Capital Gazette editor Rob Hiaasen was a John S. Knight Journalism fellow at Stanford University in 2004. The director Dawn Garcia said Friday that she remembered Hiaasen as a "gentle giant" who had a great sense of humor.

"He was a great storyteller and talented writer and really devoted to journalism and his family," said Garcia. "But he was just the kind of person who seemed to love journalism and loved what he did, and also made you feel very special when you were with him."

For fellow journalists around the nation there is heightened concern about safety in a profession that is increasingly targeted and vilified. 

Khalida Sarwari, a reporter with the Bay Area News Group, says she never thought of personal safety when she started off as a reporter a decade ago.

"You know you're not going to be paid well, but safety, you never think is something you need to worry about and now I think it is," said Sarwari.

John Temple, a Director of Investigative Reporting at the UC Berkeley Graduate School of Journalism wrote in a blog Friday, recognizing the victims and noting the important role local journalists play in their communities. 

"They're sort of the foot-soldiers of the democracy," Temple said. "They do the work for all the rest of us so that we can understand the communities we live in and it's not glamorous. I wanted to celebrate those people and not have it be remembered as just a day of blood and violence." 

The victims' colleagues worked through their grief to put out a paper despite the shocking loss, an inspiration to U.C. Berkeley students who run the Daily Californian newspaper.

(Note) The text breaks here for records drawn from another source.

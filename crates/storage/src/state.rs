//! State store collaborator
//!
//! The consensus engine reads and writes the shared state tree through the
//! [`StateStore`] trait. [`MemoryStateStore`] is the in-process
//! implementation: a JSON tree behind an `Arc`, so taking a snapshot is a
//! pointer copy and applying a transaction copies the tree only while a
//! snapshot still shares it.
//!
//! Writes to reserved `/consensus` paths run built-in functions:
//! - `prevote/{addr}` and `precommit/{addr}` add the voter's stake to the
//!   round's sum the first time the voter writes
//! - `next_round_validators` publishes the next round's validator set and
//!   total stake
//! - `next_round_proposer` publishes the next round's proposer
//! - `propose` advances `/consensus/latest_number`

use std::sync::Arc;

use serde_json::{Map, Value};
use stakebft_types::paths::{segments, CONSENSUS_ROOT};
use stakebft_types::{Address, Block, ConsensusPath, Transaction, ValidatorSet};
use tracing::{debug, trace, warn};

use crate::{Result, StorageError};

/// Read/write access to the replicated state tree.
pub trait StateStore: Send + Sync {
    /// Immutable view of the whole tree.
    type Snapshot: Clone + Send + Sync;

    /// Value at `path`, if any.
    fn get_value(&self, path: &str) -> Option<Value>;

    /// Raw write that bypasses built-in functions.
    fn write_database(&mut self, path: &str, value: Value) -> Result<()>;

    /// Applies every write of `tx` atomically.
    fn execute_transaction(&mut self, tx: &Transaction) -> Result<()>;

    /// Snapshot of the current tree.
    fn create_snapshot(&self) -> Self::Snapshot;

    /// Snapshot of the last finalized tree.
    fn finalized_snapshot(&self) -> Self::Snapshot;

    /// Applies `block` to the finalized tree. `None` if any transaction fails.
    fn verify_block_on_snapshot(&self, block: &Block) -> Option<Self::Snapshot>;

    /// Replaces the current tree.
    fn set_db_to_snapshot(&mut self, snapshot: Self::Snapshot);

    /// Marks `snapshot` as the finalized tree.
    fn finalize(&mut self, snapshot: Self::Snapshot);

    /// Unsigned integer at `path`.
    fn get_u64(&self, path: &str) -> Option<u64> {
        self.get_value(path)?.as_u64()
    }

    /// Validator set recorded for round `number`.
    fn validators(&self, number: u64) -> Option<ValidatorSet> {
        let value = self.get_value(&ConsensusPath::Validators(number).to_string())?;
        serde_json::from_value(value).ok()
    }

    /// Proposer recorded for round `number`.
    fn stored_proposer(&self, number: u64) -> Option<Address> {
        self.get_value(&ConsensusPath::Proposer(number).to_string())?
            .as_str()?
            .parse()
            .ok()
    }
}

/// Snapshot of a [`MemoryStateStore`].
#[derive(Debug, Clone)]
pub struct MemorySnapshot(Arc<Value>);

impl MemorySnapshot {
    /// Value at `path` inside the snapshot.
    pub fn get(&self, path: &str) -> Option<Value> {
        lookup(&self.0, path).cloned()
    }
}

/// In-memory state tree with copy-on-write snapshots.
#[derive(Debug, Clone)]
pub struct MemoryStateStore {
    root: Arc<Value>,
    finalized: Arc<Value>,
}

impl Default for MemoryStateStore {
    fn default() -> Self {
        let empty = Arc::new(Value::Object(Map::new()));
        Self {
            root: empty.clone(),
            finalized: empty,
        }
    }
}

impl MemoryStateStore {
    /// Empty state tree.
    pub fn new() -> Self {
        Self::default()
    }

    fn from_root(root: Arc<Value>) -> Self {
        Self {
            finalized: root.clone(),
            root,
        }
    }
}

impl StateStore for MemoryStateStore {
    type Snapshot = MemorySnapshot;

    fn get_value(&self, path: &str) -> Option<Value> {
        lookup(&self.root, path).cloned()
    }

    fn write_database(&mut self, path: &str, value: Value) -> Result<()> {
        assign(Arc::make_mut(&mut self.root), path, value)
    }

    fn execute_transaction(&mut self, tx: &Transaction) -> Result<()> {
        let mut draft = (*self.root).clone();
        for (path, value) in tx.operation.writes() {
            apply_write(&mut draft, &tx.address, path, value)?;
        }
        trace!(hash = %tx.hash, address = %tx.address, "executed transaction");
        self.root = Arc::new(draft);
        Ok(())
    }

    fn create_snapshot(&self) -> MemorySnapshot {
        MemorySnapshot(self.root.clone())
    }

    fn finalized_snapshot(&self) -> MemorySnapshot {
        MemorySnapshot(self.finalized.clone())
    }

    fn verify_block_on_snapshot(&self, block: &Block) -> Option<MemorySnapshot> {
        let mut scratch = Self::from_root(self.finalized.clone());
        for tx in block.last_votes.iter().chain(&block.transactions) {
            if let Err(e) = tx.verify() {
                warn!(number = block.number(), tx = %tx.hash, error = %e, "block carries invalid transaction");
                return None;
            }
            if let Err(e) = scratch.execute_transaction(tx) {
                warn!(number = block.number(), tx = %tx.hash, error = %e, "block transaction failed on snapshot");
                return None;
            }
        }
        Some(MemorySnapshot(scratch.root))
    }

    fn set_db_to_snapshot(&mut self, snapshot: MemorySnapshot) {
        self.root = snapshot.0;
    }

    fn finalize(&mut self, snapshot: MemorySnapshot) {
        self.finalized = snapshot.0;
    }
}

fn apply_write(root: &mut Value, signer: &Address, path: &str, value: &Value) -> Result<()> {
    let Some(reserved) = ConsensusPath::parse(path) else {
        if path.starts_with(CONSENSUS_ROOT) {
            return Err(denied(path, "unknown consensus path"));
        }
        return assign(root, path, value.clone());
    };

    match reserved {
        ConsensusPath::Prevote(number, voter) => {
            record_vote(root, signer, path, value, number, voter, ConsensusPath::PrevoteSum(number))
        }
        ConsensusPath::Precommit(number, voter) => {
            record_vote(root, signer, path, value, number, voter, ConsensusPath::PrecommitSum(number))
        }
        ConsensusPath::Propose(number) => {
            check_proposer(root, signer, path, number)?;
            if value.get("block_hash").and_then(Value::as_str).is_none() {
                return Err(invalid(path, "proposal without block_hash"));
            }
            assign(root, path, value.clone())?;
            let latest_path = ConsensusPath::LatestNumber.to_string();
            let latest = lookup(root, &latest_path).and_then(Value::as_u64).unwrap_or(0);
            assign(root, &latest_path, Value::from(latest.max(number)))
        }
        ConsensusPath::NextRoundValidators(number) => {
            check_proposer(root, signer, path, number)?;
            let next = next_number(path, number)?;
            let validators: ValidatorSet = serde_json::from_value(value.clone())
                .map_err(|e| invalid(path, &e.to_string()))?;
            let total = validators
                .values()
                .try_fold(0u64, |acc, stake| acc.checked_add(*stake))
                .ok_or_else(|| invalid(path, "total stake overflows"))?;
            assign(root, path, value.clone())?;
            assign(root, &ConsensusPath::Validators(next).to_string(), value.clone())?;
            assign(root, &ConsensusPath::TotalAtStake(next).to_string(), Value::from(total))
        }
        ConsensusPath::NextRoundProposer(number) => {
            check_proposer(root, signer, path, number)?;
            let next = next_number(path, number)?;
            if value.as_str().and_then(|s| s.parse::<Address>().ok()).is_none() {
                return Err(invalid(path, "next proposer is not an address"));
            }
            assign(root, path, value.clone())?;
            assign(root, &ConsensusPath::Proposer(next).to_string(), value.clone())
        }
        ConsensusPath::Validators(_) | ConsensusPath::TotalAtStake(_) | ConsensusPath::Proposer(_) => {
            let conflicting = lookup(root, path).is_some_and(|existing| existing != value);
            if conflicting {
                return Err(denied(path, "already set"));
            }
            assign(root, path, value.clone())
        }
        ConsensusPath::PrevoteSum(_) | ConsensusPath::PrecommitSum(_) | ConsensusPath::LatestNumber => {
            Err(denied(path, "maintained by built-in functions"))
        }
    }
}

fn record_vote(
    root: &mut Value,
    signer: &Address,
    path: &str,
    value: &Value,
    number: u64,
    voter: Address,
    sum: ConsensusPath,
) -> Result<()> {
    if voter != *signer {
        return Err(denied(path, "votes may only be cast for the signer"));
    }
    let stake = value
        .as_u64()
        .ok_or_else(|| invalid(path, "stake must be an unsigned integer"))?;
    let stake_path = format!("{}/{}", ConsensusPath::Validators(number), voter);
    let expected = lookup(root, &stake_path)
        .and_then(Value::as_u64)
        .ok_or_else(|| denied(path, "voter is not a validator of the round"))?;
    if stake != expected {
        return Err(invalid(path, &format!("stake {stake} does not match {expected}")));
    }
    if lookup(root, path).is_some() {
        debug!(path, "vote already recorded");
        return Ok(());
    }
    assign(root, path, value.clone())?;
    let sum_path = sum.to_string();
    let tallied = lookup(root, &sum_path).and_then(Value::as_u64).unwrap_or(0);
    let tallied = tallied
        .checked_add(stake)
        .ok_or_else(|| invalid(path, "vote sum overflows"))?;
    assign(root, &sum_path, Value::from(tallied))
}

fn next_number(path: &str, number: u64) -> Result<u64> {
    number
        .checked_add(1)
        .ok_or_else(|| invalid(path, "round number overflows"))
}

fn check_proposer(root: &Value, signer: &Address, path: &str, number: u64) -> Result<()> {
    let proposer = lookup(root, &ConsensusPath::Proposer(number).to_string())
        .and_then(Value::as_str)
        .and_then(|s| s.parse::<Address>().ok());
    match proposer {
        Some(proposer) if proposer != *signer => Err(denied(path, "signer is not the round's proposer")),
        _ => Ok(()),
    }
}

fn lookup<'a>(root: &'a Value, path: &str) -> Option<&'a Value> {
    segments(path)
        .into_iter()
        .try_fold(root, |node, key| node.as_object()?.get(key))
}

/// Writes `value` at `path`, creating intermediate objects. `null` deletes.
fn assign(root: &mut Value, path: &str, value: Value) -> Result<()> {
    let keys = segments(path);
    let Some((leaf, parents)) = keys.split_last() else {
        return Err(invalid(path, "cannot overwrite the root"));
    };
    let mut node = root;
    for key in parents {
        node = object_mut(node, path)?
            .entry((*key).to_string())
            .or_insert_with(|| Value::Object(Map::new()));
    }
    let map = object_mut(node, path)?;
    if value.is_null() {
        map.remove(*leaf);
    } else {
        map.insert((*leaf).to_string(), value);
    }
    Ok(())
}

fn object_mut<'a>(node: &'a mut Value, path: &str) -> Result<&'a mut Map<String, Value>> {
    if !node.is_object() {
        *node = Value::Object(Map::new());
    }
    node.as_object_mut()
        .ok_or_else(|| invalid(path, "parent is not an object"))
}

fn denied(path: &str, reason: &str) -> StorageError {
    StorageError::PermissionDenied {
        path: path.to_string(),
        reason: reason.to_string(),
    }
}

fn invalid(path: &str, reason: &str) -> StorageError {
    StorageError::InvalidValue {
        path: path.to_string(),
        reason: reason.to_string(),
    }
}

#[cfg(test)]
mod tests {
    use super::*;
    use serde_json::json;

    #[test]
    fn assign_creates_and_deletes() {
        let mut root = json!({});
        assign(&mut root, "/a/b/c", json!(1)).unwrap();
        assert_eq!(lookup(&root, "/a/b/c"), Some(&json!(1)));
        assign(&mut root, "/a/b/c", Value::Null).unwrap();
        assert_eq!(lookup(&root, "/a/b/c"), None);
        assert!(assign(&mut root, "/", json!(1)).is_err());
    }

    #[test]
    fn assign_replaces_scalar_parents() {
        let mut root = json!({"a": 5});
        assign(&mut root, "/a/b", json!(true)).unwrap();
        assert_eq!(root, json!({"a": {"b": true}}));
    }
}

"I really value journalism so much and I definitely would like to pursue this field," said Harini Shyamsundar, a U.C. Berkeley senior and Editor-in-Chief of The Daily Californian. "It's something that's always changing but at the end the day I think what we're doing hasn’t changed. At the end of the day, we're putting information out there so that people have it. We're doing our civic duty by being journalists."